Breeds in dry and sparsely-vegetated flat, open areas, usually shallow saline lakes, lagoons and estuaries, up to 9,840 ft (3,000 m). Outside of breeding season found in muddy tidal flats, rarely at freshwater lakes and rivers.
Gregarious, engages in elaborate mating ceremony. Adults give “broken wing” display to distract predators from young. Makes frequent clear flutish calls of “kluit, kluit.”
FEEDING ECOLOGY AND DIET
Mostly feeds by picking, also scything, takes variety of aquatic invertebrates. Winter diet dominated by worms, will feed by sight on the siphons of mollusks. Sometimes feeds communally.
Breeds April through August, nests in large colonies. Nest is a grass-lined depression in open ground or short vegetation. Lays three to five eggs, brownish with dark spots or blotches. Incubation 23–25 days, by both sexes, fledging 35–42 days. Conspecific nest parasitism documented, parasitic eggs laid earlier in the season into nests of other pied avocets. Known to have lived over 24 years in the wild.
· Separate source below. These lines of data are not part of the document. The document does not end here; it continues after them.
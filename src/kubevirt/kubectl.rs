//! [`InfraClient`] backed by the `kubectl` binary

use crate::config::InfraConfig;
use crate::error::{KvinstallError, KvinstallResult};
use crate::kubevirt::client::{InfraClient, Labels};
use async_trait::async_trait;
use std::path::PathBuf;
use std::process::Stdio;
use tokio::process::Command;
use tracing::debug;

const VIRTUAL_MACHINES: &str = "virtualmachines.kubevirt.io";
const DATA_VOLUMES: &str = "datavolumes.cdi.kubevirt.io";
const NETWORK_ATTACHMENT_DEFINITIONS: &str = "network-attachment-definitions.k8s.cni.cncf.io";

/// Talks to the infra cluster through `kubectl`
pub struct KubectlClient {
    kubectl: String,
    kubeconfig: Option<PathBuf>,
    timeout_secs: u64,
}

impl KubectlClient {
    pub fn new(config: &InfraConfig) -> Self {
        Self {
            kubectl: config.kubectl.clone(),
            kubeconfig: config.kubeconfig.clone(),
            timeout_secs: config.timeout_secs,
        }
    }

    /// Build a client after checking the binary runs
    pub async fn connect(config: &InfraConfig) -> KvinstallResult<Self> {
        let client = Self::new(config);
        let installed = Command::new(&client.kubectl)
            .args(["version", "--client"])
            .stdout(Stdio::null())
            .stderr(Stdio::null())
            .status()
            .await
            .map(|s| s.success())
            .unwrap_or(false);

        if !installed {
            return Err(KvinstallError::KubectlNotFound(client.kubectl));
        }
        Ok(client)
    }

    fn base_args(&self) -> Vec<String> {
        let mut args = vec![format!("--request-timeout={}s", self.timeout_secs)];
        if let Some(path) = &self.kubeconfig {
            args.push(format!("--kubeconfig={}", path.display()));
        }
        args
    }

    async fn exec(&self, args: &[&str]) -> KvinstallResult<std::process::Output> {
        debug!("Executing: {} {:?}", self.kubectl, args);

        Command::new(&self.kubectl)
            .args(self.base_args())
            .args(args)
            .stdout(Stdio::piped())
            .stderr(Stdio::piped())
            .output()
            .await
            .map_err(|e| KvinstallError::command_failed(format!("{} {:?}", self.kubectl, args), e))
    }

    /// Run and fail on a non-zero exit, returning stdout
    async fn run(&self, args: &[&str]) -> KvinstallResult<String> {
        let output = self.exec(args).await?;
        if output.status.success() {
            Ok(String::from_utf8_lossy(&output.stdout).into_owned())
        } else {
            let stderr = String::from_utf8_lossy(&output.stderr);
            Err(KvinstallError::command_exec(
                format!("{} {}", self.kubectl, args.join(" ")),
                stderr.trim(),
            ))
        }
    }

    async fn list_names(
        &self,
        resource: &str,
        namespace: &str,
        labels: &Labels,
    ) -> KvinstallResult<Vec<String>> {
        let selector = label_selector(labels);
        let mut args = vec!["get", resource, "-n", namespace, "-o", "name"];
        if !selector.is_empty() {
            args.extend(["-l", selector.as_str()]);
        }
        Ok(parse_names(&self.run(&args).await?))
    }

    async fn delete(&self, resource: &str, namespace: &str, name: &str, wait: bool) -> KvinstallResult<()> {
        let wait = format!("--wait={}", wait);
        self.run(&["delete", resource, name, "-n", namespace, &wait])
            .await
            .map(|_| ())
    }
}

/// `k=v,k2=v2`, in key order
fn label_selector(labels: &Labels) -> String {
    labels
        .iter()
        .map(|(k, v)| format!("{}={}", k, v))
        .collect::<Vec<_>>()
        .join(",")
}

/// Names from `-o name` output (`kind/name` per line)
fn parse_names(stdout: &str) -> Vec<String> {
    stdout
        .lines()
        .map(str::trim)
        .filter(|l| !l.is_empty())
        .map(|l| l.rsplit_once('/').map_or(l, |(_, name)| name).to_string())
        .collect()
}

#[async_trait]
impl InfraClient for KubectlClient {
    async fn list_namespaces(&self) -> KvinstallResult<Vec<String>> {
        Ok(parse_names(&self.run(&["get", "namespaces", "-o", "name"]).await?))
    }

    async fn get_namespace(&self, name: &str) -> KvinstallResult<()> {
        self.run(&["get", "namespace", name, "-o", "name"]).await.map(|_| ())
    }

    async fn get_storage_class(&self, name: &str) -> KvinstallResult<()> {
        self.run(&["get", "storageclass", name, "-o", "name"]).await.map(|_| ())
    }

    async fn get_network_attachment_definition(
        &self,
        name: &str,
        namespace: &str,
    ) -> KvinstallResult<()> {
        self.run(&["get", NETWORK_ATTACHMENT_DEFINITIONS, name, "-n", namespace, "-o", "name"])
            .await
            .map(|_| ())
    }

    async fn list_virtual_machine_names(
        &self,
        namespace: &str,
        labels: &Labels,
    ) -> KvinstallResult<Vec<String>> {
        self.list_names(VIRTUAL_MACHINES, namespace, labels).await
    }

    async fn delete_virtual_machine(
        &self,
        namespace: &str,
        name: &str,
        wait: bool,
    ) -> KvinstallResult<()> {
        self.delete(VIRTUAL_MACHINES, namespace, name, wait).await
    }

    async fn list_data_volume_names(
        &self,
        namespace: &str,
        labels: &Labels,
    ) -> KvinstallResult<Vec<String>> {
        self.list_names(DATA_VOLUMES, namespace, labels).await
    }

    async fn delete_data_volume(
        &self,
        namespace: &str,
        name: &str,
        wait: bool,
    ) -> KvinstallResult<()> {
        self.delete(DATA_VOLUMES, namespace, name, wait).await
    }

    async fn list_secret_names(
        &self,
        namespace: &str,
        labels: &Labels,
    ) -> KvinstallResult<Vec<String>> {
        self.list_names("secrets", namespace, labels).await
    }

    async fn delete_secret(&self, namespace: &str, name: &str, wait: bool) -> KvinstallResult<()> {
        self.delete("secrets", namespace, name, wait).await
    }
}
impl Asset for TlsAsset {
    fn kind(&self) -> AssetKind {
        self.kind
    }

    fn dependencies(&self) -> Vec<Box<dyn Asset>> {
        match spec_for(self.kind) {
            Some(TlsSpec::Signed { signer, sans, .. }) => {
                let mut deps = vec![TlsAsset::boxed(signer)];
                if !matches!(sans, Sans::None | Sans::Localhost) {
                    deps.push(Box::new(InstallConfigAsset::default()));
                }
                deps
            }
            Some(TlsSpec::Bundle { members, .. }) => {
                members.iter().map(|k| TlsAsset::boxed(*k)).collect()
            }
            _ => Vec::new(),
        }
    }

    fn generate(&mut self, parents: &Parents) -> KvinstallResult<()> {
        match self.spec()? {
            TlsSpec::Signer {
                common_name,
                unit,
                validity,
                ..
            } => {
                let pair = pki::self_signed(&CertCfg::ca(common_name, unit, validity))?;
                self.assign(pair.cert_pem, pair.key_pem, String::new())
            }
            TlsSpec::Signed {
                signer,
                common_name,
                unit,
                organization,
                usage,
                validity,
                sans,
                ..
            } => {
                let cfg = CertCfg {
                    common_name: common_name.to_string(),
                    organizational_unit: unit,
                    organization,
                    validity,
                    is_ca: false,
                    usage: Some(usage),
                    alt_names: alt_names(sans, parents)?,
                };
                let pair = pki::signed(&cfg, &material(parents, signer)?.cert_key())?;
                self.assign(pair.cert_pem, pair.key_pem, String::new())
            }
            TlsSpec::Bundle { members, .. } => {
                let mut bundle = String::new();
                for member in members {
                    bundle.push_str(&material(parents, *member)?.cert_pem);
                }
                self.assign(bundle, String::new(), String::new())
            }
            TlsSpec::KeyPair { base } => {
                let (private, public) = pki::key_pair(base)?;
                self.assign(String::new(), private, public)
            }
            TlsSpec::SshKeyPair { base } => {
                let (private, public) = pki::ssh_key_pair(base)?;
                self.assign(String::new(), private, public)
            }
        }
    }

    fn files(&self) -> Vec<&AssetFile> {
        self.files.iter().collect()
    }

    fn load(&mut self, fetcher: &dyn FileFetcher) -> KvinstallResult<bool> {
        let spec = self.spec()?;
        let (base, wants_cert, wants_key, wants_pub) = match spec {
            TlsSpec::Signer { base, .. } | TlsSpec::Signed { base, .. } => (base, true, true, false),
            TlsSpec::Bundle { base, .. } => (base, true, false, false),
            TlsSpec::KeyPair { base } | TlsSpec::SshKeyPair { base } => (base, false, true, true),
        };

        let read = |ext: &str, wanted: bool| -> KvinstallResult<Option<String>> {
            if !wanted {
                return Ok(Some(String::new()));
            }
            let filename = format!("tls/{}.{}", base, ext);
            let Some(file) = fetcher.fetch_by_name(&filename)? else {
                return Ok(None);
            };
            String::from_utf8(file.data)
                .map(Some)
                .map_err(|e| KvinstallError::AssetLoad {
                    asset: self.kind.name().to_string(),
                    filename,
                    reason: e.to_string(),
                })
        };

        let (Some(cert), Some(key), Some(public)) =
            (read("crt", wants_cert)?, read("key", wants_key)?, read("pub", wants_pub)?)
        else {
            return Ok(false);
        };

        let corrupt = |filename: &str, e: KvinstallError| KvinstallError::AssetLoad {
            asset: self.kind.name().to_string(),
            filename: format!("tls/{}.{}", base, filename),
            reason: e.to_string(),
        };
        if wants_cert {
            pki::require_pem(base, cert.as_bytes(), "CERTIFICATE").map_err(|e| corrupt("crt", e))?;
        }
        if wants_key {
            pki::require_pem(base, key.as_bytes(), "PRIVATE KEY").map_err(|e| corrupt("key", e))?;
        }

        debug!("Loaded {} from tls/{}", self.kind, base);
        self.assign(cert, key, public)?;
        Ok(true)
    }
}
//! Building node files and folding them into a config
//!
//! A config never carries two entries for the same path: every insertion
//! goes through [`replace_or_append`], so the last write for a path wins and
//! keeps the position of the first.

use crate::asset::{Asset, AssetKind, Parents};
use crate::error::KvinstallResult;
use crate::ignition::dataurl;
use crate::ignition::types::{Config, File, NodeUser, Resource};
use std::path::Path;

/// Replace the entry with the same path in place, or append
pub fn replace_or_append(files: &mut Vec<File>, file: File) {
    match files.iter_mut().find(|f| f.path == file.path) {
        Some(existing) => *existing = file,
        None => files.push(file),
    }
}

/// File with inline contents
pub fn file_from_bytes(path: &str, user: &str, mode: u32, data: &[u8]) -> File {
    File {
        path: path.to_string(),
        overwrite: Some(true),
        user: NodeUser {
            name: Some(user.to_string()),
        },
        mode: Some(mode),
        contents: Resource::from_source(dataurl::encode(data)),
        append: Vec::new(),
    }
}

pub fn file_from_string(path: &str, user: &str, mode: u32, contents: &str) -> File {
    file_from_bytes(path, user, mode, contents.as_bytes())
}

/// File fetched by the node from `url`
pub fn file_from_url(path: &str, user: &str, mode: u32, url: &str) -> File {
    File {
        path: path.to_string(),
        overwrite: Some(true),
        user: NodeUser {
            name: Some(user.to_string()),
        },
        mode: Some(mode),
        contents: Resource::from_source(url),
        append: Vec::new(),
    }
}

/// An asset's output files placed under `root` on the node
pub fn files_from_asset(root: &str, user: &str, mode: u32, asset: &dyn Asset) -> Vec<File> {
    asset
        .files()
        .into_iter()
        .map(|f| {
            let path = Path::new(root).join(&f.filename);
            file_from_bytes(&path.to_string_lossy(), user, mode, &f.data)
        })
        .collect()
}

/// Copy the files of each parent into the config under `root`
pub fn add_parent_files(
    config: &mut Config,
    parents: &Parents,
    root: &str,
    user: &str,
    mode: u32,
    kinds: &[AssetKind],
) -> KvinstallResult<()> {
    for kind in kinds {
        let asset = parents.get_dyn(*kind)?;
        for file in files_from_asset(root, user, mode, asset) {
            replace_or_append(&mut config.storage.files, file);
        }
    }
    Ok(())
}
//! Cloud provider config map

use crate::asset::{Asset, AssetFile, AssetKind, AssetType, Parents};
use crate::error::KvinstallResult;
use crate::installconfig::{ClusterId, InstallConfigAsset};
use crate::kubevirt::CloudProviderConfig as KubevirtCloudConfig;
use crate::manifests::ConfigMap;

pub const CLOUD_PROVIDER_CONFIG_FILENAME: &str = "manifests/cloud-provider-config.yaml";
const CONFIG_KEY: &str = "config";

/// `openshift-config/cloud-provider-config`, only written on KubeVirt
#[derive(Default)]
pub struct CloudProviderConfig {
    file: Option<AssetFile>,
}

impl Asset for CloudProviderConfig {
    fn kind(&self) -> AssetKind {
        AssetKind::CloudProviderConfig
    }

    fn dependencies(&self) -> Vec<Box<dyn Asset>> {
        vec![
            Box::new(InstallConfigAsset::default()),
            Box::new(ClusterId::default()),
        ]
    }

    fn generate(&mut self, parents: &Parents) -> KvinstallResult<()> {
        let config = parents.get::<InstallConfigAsset>()?.config()?;
        let cluster_id = parents.get::<ClusterId>()?;

        let Some(kubevirt) = config.kubevirt() else {
            self.file = None;
            return Ok(());
        };

        let json = KubevirtCloudConfig {
            namespace: kubevirt.namespace.clone(),
            infra_id: cluster_id.infra_id.clone(),
        }
        .json()?;

        let map = ConfigMap::new("openshift-config", "cloud-provider-config")
            .with_data(CONFIG_KEY, json);
        self.file = Some(AssetFile::new(
            CLOUD_PROVIDER_CONFIG_FILENAME,
            serde_yaml_ng::to_string(&map)?,
        ));
        Ok(())
    }

    fn files(&self) -> Vec<&AssetFile> {
        self.file.iter().collect()
    }
}

impl AssetType for CloudProviderConfig {
    const KIND: AssetKind = AssetKind::CloudProviderConfig;
}

#[cfg(test)]
mod tests {
    use super::*;
    use crate::installconfig::testing;

    fn generate(config: crate::installconfig::InstallConfig) -> CloudProviderConfig {
        let mut parents = Parents::new();
        parents.insert(testing::asset(config)).unwrap();
        parents
            .insert(Box::new(ClusterId::new("uuid", "test-cluster-bx7k2")))
            .unwrap();

        let mut asset = CloudProviderConfig::default();
        asset.generate(&parents).unwrap();
        asset
    }

    #[test]
    fn kubevirt_writes_config_map() {
        let asset = generate(testing::kubevirt_config());
        let file = asset.files()[0];
        assert_eq!(file.filename, CLOUD_PROVIDER_CONFIG_FILENAME);

        let map: ConfigMap = serde_yaml_ng::from_slice(&file.data).unwrap();
        assert_eq!(map.metadata.namespace.as_deref(), Some("openshift-config"));
        assert_eq!(
            map.data[CONFIG_KEY],
            "{\n\t\"namespace\": \"valid-namespace\",\n\t\"infraID\": \"test-cluster-bx7k2\"\n}\n"
        );
    }

    #[test]
    fn other_platforms_write_nothing() {
        assert!(generate(testing::none_config()).files().is_empty());
    }
}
Not threatened. Has rebounded from range contraction in northwestern Europe in 1800s, number of breeding pairs in Europe estimated at 31,000–56,000 with greatest numbers in Denmark, Netherlands and Spain. Less opportunistic than other recurvirostrids, this is cause for concern as pressure on wetland habitat increases due to lack of protection and contamination from pollutants including selenium.
SIGNIFICANCE TO HUMANS
During successful conservation effort of early 1900s in Europe, the pied avocet was adopted as the Royal Society for the Protection of Birds’ symbol, and the image is strongly associated with ornithological conservation.